Jillian Michaels is getting backlash for clearly not understanding why so many people love Lizzo precisely for who she is.
The fitness personality and former “Biggest Loser” trainer made a few crude remarks about the Grammy-nominated artist’s body on BuzzFeed’s Twitter show “AM to DM” on Wednesday when co-host (and former HuffPost producer) Alex Berg mentioned she appreciated celebrities like Ashley Graham and Lizzo who preach self-acceptance and celebrate their bodies as they are.
.@JillianMichaels on Lizzo: "Why are we celebrating her body? Why does it matter? Why aren't we celebrating her music? 'Cause it isn't gonna be awesome if she gets diabetes." pic.twitter.com/FkKBd8J87b
— AM2DM by BuzzFeed News (@AM2DM) January 8, 2020
“Why are we celebrating her body?” Michaels retorted, referring to Lizzo. “Why does it matter? Why aren’t we celebrating her music? ’Cause it isn’t gonna be awesome if she gets diabetes.”
Michaels didn’t stop there. When Berg attempted to counter, she spoke over her and said:
“I’m just being honest. Like, I love her music … but there’s never a moment where I’m like, ‘And I’m so glad that’s she’s overweight!’ … Why is it my job to care about her weight?”
Many people on Twitter were disturbed by Michaels’s comments, calling them outdated and fat-phobic.
People who have incredibly deep-seated self-hatred and have spun it into a "fitness" empire are particularly inclined to say shit like this. Jillian Michaels has successfully projected her body dysmorphia outwards for years and made a ton of cash off it. https://t.co/ui19darO7J
— Sara Benincasa (@SaraJBenincasa) January 8, 2020
If I had been exposed to more Lizzo and less Jillian Michaels when I was younger, maybe I wouldn't have spent half my life hating my body. https://t.co/tUs4NYesS5
— Ashley Fairbanks (@ziibiing) January 8, 2020
Jillian Michaels came to prominence torturing fat people on television for entertainment. She is loudly and proudly anti-fat because otherwise she can’t make money. Her living depends on anti-fat bigotry. https://t.co/LHLQlpNoYE
— Mx. Amadi (@amaditalks) January 8, 2020
Berg also published a tweet Wednesday explaining that she does not share Michaels’s views.
What I was going to say here is that Lizzo has been incredibly important in giving so many of us a possibility model for accepting our bodies as we are and celebrating bodies that are normally ridiculed. Had to restrain myself from defending Lizzo's honor! https://t.co/UH2k5MulWo
— Alex Berg (@itsalexberg) January 8, 2020
Michaels responded to her critics in a tweet Wednesday evening, stating that she thinks everyone is “beautiful, worthy, and equally deserving” but standing by her comments about weight.

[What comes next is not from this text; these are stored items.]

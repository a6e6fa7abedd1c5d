//! Plain-text rendering of each page.

use std::fmt::Write;

use crate::routes::Route;
use crate::storage::{Achievement, HistoryEntry, Preferences, UserStats};
use crate::timer::{Timer, TimerEngine, TimerKind};

/// `HH:MM:SS`.
pub fn format_hms(ms: u64) -> String {
    let secs = ms / 1000;
    format!("{:02}:{:02}:{:02}", secs / 3600, (secs / 60) % 60, secs % 60)
}

/// `MM:SS.cc`, with an `H:` prefix past the hour.
pub fn format_precise(ms: u64) -> String {
    let centis = (ms / 10) % 100;
    let secs = ms / 1000;
    let hours = secs / 3600;
    if hours > 0 {
        format!("{hours}:{:02}:{:02}.{centis:02}", (secs / 60) % 60, secs % 60)
    } else {
        format!("{:02}:{:02}.{centis:02}", secs / 60, secs % 60)
    }
}

/// Coarse human form for totals, e.g. `2h 05m` or `45s`.
pub fn format_total(ms: u64) -> String {
    let secs = ms / 1000;
    match (secs / 3600, (secs / 60) % 60, secs % 60) {
        (0, 0, s) => format!("{s}s"),
        (0, m, s) => format!("{m}m {s:02}s"),
        (h, m, _) => format!("{h}h {m:02}m"),
    }
}

/// Share of the current phase already used, 0-100.
pub fn progress_percent(timer: &Timer) -> u8 {
    let Some(total) = timer.phase_total_ms().filter(|t| *t > 0) else {
        return 0;
    };
    let used = total.saturating_sub(timer.display_ms());
    ((used * 100) / total).min(100) as u8
}

fn status(timer: &Timer) -> &'static str {
    if timer.is_finished() {
        "finished"
    } else if timer.is_running() {
        "running"
    } else if timer.is_paused() {
        "paused"
    } else {
        "ready"
    }
}

/// Detail lines for one timer, below the clock face.
pub fn render_timer(timer: &Timer) -> String {
    let mut out = String::new();
    let clock = match timer {
        Timer::Stopwatch(_) => format_precise(timer.display_ms()),
        _ => format_hms(timer.display_ms()),
    };
    let _ = writeln!(out, "{}  [{}]", clock, status(timer));

    match timer {
        Timer::Stopwatch(sw) => {
            for (i, (split, lap)) in sw.laps.iter().zip(sw.lap_durations()).enumerate() {
                let _ = writeln!(
                    out,
                    "  lap {:>2}  {}  (+{})",
                    i + 1,
                    format_precise(*split),
                    format_precise(lap)
                );
            }
        }
        Timer::Countdown(_) => {
            let _ = writeln!(out, "  {}% elapsed", progress_percent(timer));
        }
        Timer::Interval(t) => {
            let phase = if t.is_work_phase { "Work" } else { "Rest" };
            let _ = writeln!(
                out,
                "  {phase}  cycle {}/{}",
                t.current_cycle, t.total_cycles
            );
        }
        Timer::Pomodoro(p) => {
            let _ = writeln!(
                out,
                "  {}  session {}/{}",
                p.session_type.phase().label(),
                p.current_session,
                p.total_sessions
            );
            let _ = writeln!(
                out,
                "  focused {}  rested {}",
                format_total(p.total_work_ms),
                format_total(p.total_break_ms)
            );
        }
        Timer::Egg(e) => {
            if let Some(preset) = e.preset {
                let _ = writeln!(out, "  {}", preset.label());
            }
        }
        Timer::Bomb(b) => {
            let state = if b.is_exploded {
                "BOOM"
            } else if b.is_defused {
                "defused"
            } else {
                "armed"
            };
            let _ = writeln!(out, "  {state}  ({})", b.difficulty.as_str());
        }
        Timer::Meditation(m) => {
            let _ = writeln!(
                out,
                "  {}  cycle {}/{}",
                m.phase.phase().label(),
                m.current_cycle,
                m.total_cycles
            );
        }
        Timer::Basketball(s) | Timer::Hockey(s) => {
            let _ = writeln!(
                out,
                "  period {}/{}  home {} - away {} ({})",
                s.current_period,
                s.total_periods,
                s.home,
                s.away,
                s.league.tally_label()
            );
            if s.is_game_over {
                let _ = writeln!(out, "  game over");
            } else if s.period_ended {
                let _ = writeln!(out, "  end of period");
            }
        }
        Timer::Presentation(p) => {
            for (i, segment) in p.segments.iter().enumerate() {
                let marker = if segment.completed {
                    "x"
                } else if i == p.current_segment && !p.is_complete {
                    ">"
                } else {
                    " "
                };
                let _ = writeln!(
                    out,
                    "  [{marker}] {}  {}",
                    segment.title,
                    format_hms(segment.duration_ms)
                );
            }
        }
    }
    out
}

/// Everything a page may draw from.
pub struct ViewContext<'a> {
    pub engine: &'a TimerEngine,
    pub preferences: &'a Preferences,
    pub stats: &'a UserStats,
    pub history: &'a [HistoryEntry],
}

pub fn render(route: Route, ctx: &ViewContext<'_>) -> String {
    let mut out = String::new();
    let _ = writeln!(out, "{}", route.title());
    let _ = writeln!(out, "{}", "=".repeat(route.title().len()));

    match route {
        Route::Home => {
            for kind in TimerKind::ALL {
                let state = ctx.engine.get(kind).map(status).unwrap_or("ready");
                let _ = writeln!(
                    out,
                    "{:<16} {:<14} {}",
                    kind.label(),
                    Route::Timer(kind).path(),
                    state
                );
            }
        }
        Route::Timer(kind) => {
            let timer = ctx
                .engine
                .get(kind)
                .cloned()
                .unwrap_or_else(|| Timer::default_for(kind));
            out.push_str(&render_timer(&timer));
        }
        Route::Settings => {
            let p = ctx.preferences;
            let _ = writeln!(out, "theme          {:?}", p.theme);
            let _ = writeln!(out, "audio          {}", on_off(p.audio_enabled));
            let _ = writeln!(out, "volume         {}%", p.volume);
            let _ = writeln!(out, "notifications  {}", on_off(p.notifications_enabled));
            let _ = writeln!(out, "confirm reset  {}", on_off(p.confirm_reset));
            let presets: Vec<String> = p
                .favorite_presets_ms
                .iter()
                .map(|ms| format_total(*ms))
                .collect();
            let _ = writeln!(out, "presets        {}", presets.join(", "));
        }
        Route::Stats => {
            let s = ctx.stats;
            let _ = writeln!(out, "sessions       {}", s.total_sessions);
            let _ = writeln!(out, "total time     {}", format_total(s.total_time_ms));
            let _ = writeln!(out, "average        {}", format_total(s.average_session_ms));
            let favorite = s.favorite_timer_type.map(|k| k.label()).unwrap_or("-");
            let _ = writeln!(out, "favorite       {favorite}");
            let _ = writeln!(out, "streak         {} day(s)", s.streak_days);
            if !ctx.history.is_empty() {
                let _ = writeln!(out, "\nrecent");
                for entry in ctx.history.iter().take(10) {
                    let _ = writeln!(
                        out,
                        "  {}  {:<14} {:>9}  {}",
                        entry.timestamp.format("%Y-%m-%d %H:%M"),
                        entry.timer_type.label(),
                        format_total(entry.duration_ms),
                        if entry.completed { "done" } else { "stopped" }
                    );
                }
            }
        }
        Route::Achievements => {
            for achievement in Achievement::ALL {
                let mark = if achievement.is_unlocked(ctx.stats) { "x" } else { " " };
                let _ = writeln!(out, "[{mark}] {}", achievement.title());
            }
        }
        Route::About => {
            let _ = writeln!(
                out,
                "timekeep {}: ten timers that keep counting while you are away.",
                env!("CARGO_PKG_VERSION")
            );
        }
    }
    out
}

fn on_off(flag: bool) -> &'static str {
    if flag {
        "on"
    } else {
        "off"
    }
}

“I also feel strongly that we love ourselves enough to acknowledge there are serious health consequences that come with obesity ― heart disease, diabetes cancer to name only a few,” she wrote.
— Jillian Michaels (@JillianMichaels) January 9, 2020
The New York Times reported in 2016 that the weight loss methods deployed on “The Biggest Loser,” which included intensive dieting and exercise, were not sustainable and that many of the contestants who lost weight on the show regained most of it back.

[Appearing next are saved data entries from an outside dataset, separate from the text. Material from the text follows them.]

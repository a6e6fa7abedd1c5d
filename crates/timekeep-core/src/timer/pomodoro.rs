//! Pomodoro cycle: work sessions separated by short breaks, with a long
//! break after every `sessions_until_long_break` work sessions.
//!
//! ```text
//! Work(1) -> Short -> Work(2) -> ... -> Work(n) -> Long -> ... -> Completed
//! ```

use chrono::{DateTime, Utc};
use serde::{Deserialize, Serialize};

use super::{drain, Phase, TimerKind};
use crate::events::Event;

#[derive(Debug, Clone, Copy, PartialEq, Eq, Serialize, Deserialize)]
#[serde(rename_all = "snake_case")]
pub enum SessionType {
    Work,
    ShortBreak,
    LongBreak,
}

impl SessionType {
    pub fn phase(&self) -> Phase {
        match self {
            SessionType::Work => Phase::Work,
            SessionType::ShortBreak => Phase::ShortBreak,
            SessionType::LongBreak => Phase::LongBreak,
        }
    }

    pub fn is_break(&self) -> bool {
        !matches!(self, SessionType::Work)
    }
}

/// One finished Pomodoro segment. Appended, never edited.
#[derive(Debug, Clone, PartialEq, Serialize, Deserialize)]
pub struct PomodoroRecord {
    pub session_type: SessionType,
    pub duration_ms: u64,
    pub completed_at: DateTime<Utc>,
}

#[derive(Debug, Clone, PartialEq, Serialize, Deserialize)]
pub struct Pomodoro {
    pub is_running: bool,
    pub is_paused: bool,
    pub work_ms: u64,
    pub short_break_ms: u64,
    pub long_break_ms: u64,
    pub sessions_until_long_break: u32,
    pub total_sessions: u32,
    /// 1-based work session counter.
    pub current_session: u32,
    pub session_type: SessionType,
    pub remaining_ms: u64,
    pub is_completed: bool,
    pub total_work_ms: u64,
    pub total_break_ms: u64,
    #[serde(default)]
    pub history: Vec<PomodoroRecord>,
}

impl Default for Pomodoro {
    fn default() -> Self {
        Self::new(25 * 60 * 1000, 5 * 60 * 1000, 15 * 60 * 1000, 4, 4)
    }
}

impl Pomodoro {
    pub fn new(
        work_ms: u64,
        short_break_ms: u64,
        long_break_ms: u64,
        sessions_until_long_break: u32,
        total_sessions: u32,
    ) -> Self {
        Self {
            is_running: false,
            is_paused: false,
            work_ms,
            short_break_ms,
            long_break_ms,
            sessions_until_long_break: sessions_until_long_break.max(1),
            total_sessions: total_sessions.max(1),
            current_session: 1,
            session_type: SessionType::Work,
            remaining_ms: work_ms,
            is_completed: false,
            total_work_ms: 0,
            total_break_ms: 0,
            history: Vec::new(),
        }
    }

    pub fn duration_of(&self, session_type: SessionType) -> u64 {
        match session_type {
            SessionType::Work => self.work_ms,
            SessionType::ShortBreak => self.short_break_ms,
            SessionType::LongBreak => self.long_break_ms,
        }
    }

    pub fn start(&mut self) -> bool {
        let any_zero = self.work_ms == 0 || self.short_break_ms == 0 || self.long_break_ms == 0;
        if self.is_running || any_zero {
            return false;
        }
        if self.is_completed {
            self.reset();
        }
        self.is_running = true;
        self.is_paused = false;
        true
    }

    pub fn stop(&mut self) -> bool {
        if !self.is_running {
            return false;
        }
        self.is_running = false;
        self.is_paused = true;
        true
    }

    /// Back to session 1. The session history survives a reset.
    pub fn reset(&mut self) {
        let history = std::mem::take(&mut self.history);
        *self = Self::new(
            self.work_ms,
            self.short_break_ms,
            self.long_break_ms,
            self.sessions_until_long_break,
            self.total_sessions,
        );
        self.history = history;
    }

    pub fn tick(&mut self, delta_ms: u64, events: &mut Vec<Event>) {
        if !self.is_running {
            return;
        }
        let consumed = delta_ms.min(self.remaining_ms);
        if self.session_type.is_break() {
            self.total_break_ms += consumed;
        } else {
            self.total_work_ms += consumed;
        }
        if drain(&mut self.remaining_ms, delta_ms) {
            self.session_end(true, events);
        }
    }

    /// Jump to the next session without recording the current one.
    pub fn skip_session(&mut self, events: &mut Vec<Event>) -> bool {
        if self.is_completed {
            return false;
        }
        self.session_end(false, events);
        true
    }

    /// Which break follows the current work session.
    pub fn next_break(&self) -> SessionType {
        if self.current_session % self.sessions_until_long_break == 0 {
            SessionType::LongBreak
        } else {
            SessionType::ShortBreak
        }
    }

    fn session_end(&mut self, record: bool, events: &mut Vec<Event>) {
        let finished = self.session_type;
        let at = Utc::now();
        if record {
            self.history.push(PomodoroRecord {
                session_type: finished,
                duration_ms: self.duration_of(finished),
                completed_at: at,
            });
        }

        let next = match finished {
            SessionType::Work => Some(self.next_break()),
            SessionType::ShortBreak | SessionType::LongBreak => {
                if self.current_session >= self.total_sessions {
                    None
                } else {
                    self.current_session += 1;
                    Some(SessionType::Work)
                }
            }
        };

        match next {
            Some(next) => {
                if record {
                    events.push(Event::PomodoroSessionCompleted {
                        session: self.current_session,
                        session_type: finished,
                        next,
                        at,
                    });
                }
                self.session_type = next;
                self.remaining_ms = self.duration_of(next);
                events.push(Event::PhaseChanged {
                    kind: TimerKind::Pomodoro,
                    phase: next.phase(),
                    cycle: self.current_session,
                    remaining_ms: self.remaining_ms,
                    at,
                });
            }
            None => {
                self.is_completed = true;
                self.is_running = false;
                self.is_paused = false;
                self.remaining_ms = 0;
                events.push(Event::TimerCompleted {
                    kind: TimerKind::Pomodoro,
                    at,
                });
                events.push(Event::SessionEnded {
                    kind: TimerKind::Pomodoro,
                    duration_ms: self.total_work_ms + self.total_break_ms,
                    completed: true,
                    laps: None,
                    name: None,
                    at,
                });
            }
        }
    }
}

#[cfg(test)]
mod tests {
    use super::*;

    fn quick() -> Pomodoro {
        Pomodoro::new(1000, 200, 500, 2, 4)
    }

    #[test]
    fn work_end_records_history_and_picks_short_break() {
        let mut p = quick();
        let mut events = Vec::new();
        p.start();
        p.tick(1000, &mut events);
        assert_eq!(p.session_type, SessionType::ShortBreak);
        assert_eq!(p.remaining_ms, 200);
        assert_eq!(p.history.len(), 1);
        assert_eq!(p.history[0].session_type, SessionType::Work);
    }

    #[test]
    fn long_break_on_multiple_of_interval() {
        let mut p = quick();
        let mut events = Vec::new();
        p.start();
        p.tick(1000, &mut events); // work 1
        p.tick(200, &mut events); // short break
        assert_eq!(p.current_session, 2);
        p.tick(1000, &mut events); // work 2
        assert_eq!(p.session_type, SessionType::LongBreak);
        assert_eq!(p.remaining_ms, 500);
    }

    #[test]
    fn completes_after_total_sessions() {
        let mut p = Pomodoro::new(100, 50, 80, 2, 2);
        let mut events = Vec::new();
        p.start();
        for _ in 0..4 {
            p.tick(100, &mut events);
        }
        assert!(p.is_completed);
        assert!(!p.is_running);
        assert_eq!(p.current_session, 2);
        assert_eq!(p.history.len(), 4);
        assert!(events
            .iter()
            .any(|e| matches!(e, Event::TimerCompleted { kind: TimerKind::Pomodoro, .. })));
    }

    #[test]
    fn skip_does_not_record() {
        let mut p = quick();
        let mut events = Vec::new();
        p.start();
        assert!(p.skip_session(&mut events));
        assert_eq!(p.session_type, SessionType::ShortBreak);
        assert!(p.history.is_empty());
    }

    #[test]
    fn zero_interval_is_clamped() {
        let p = Pomodoro::new(1000, 200, 500, 0, 0);
        assert_eq!(p.sessions_until_long_break, 1);
        assert_eq!(p.total_sessions, 1);
    }
}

Michaels, whose 12-season stint on the show helped her launch a fitness empire, has been widely criticized by fitness experts for the harsh weight-loss tactics she used on the show, which included hurling insults and threats as well as seeming to derive joy from watching contestants struggle with extreme exercise.
She was also penalized on the show in 2013 for giving contestants on her team caffeine pills to help them lose more weight without permission from the show’s doctor.
In comments that echo the ones she made about Lizzo’s body, Michaels also expressed to Women’s Health UK last April that she feels as if the world has become too “politically correct” about weight.
“I think we’re politically correct to the point of endangering people,” she said.
“But obesity in itself is not something that should be glamorized,” she added. “But we’ve become so politically correct that no one wants to say it.”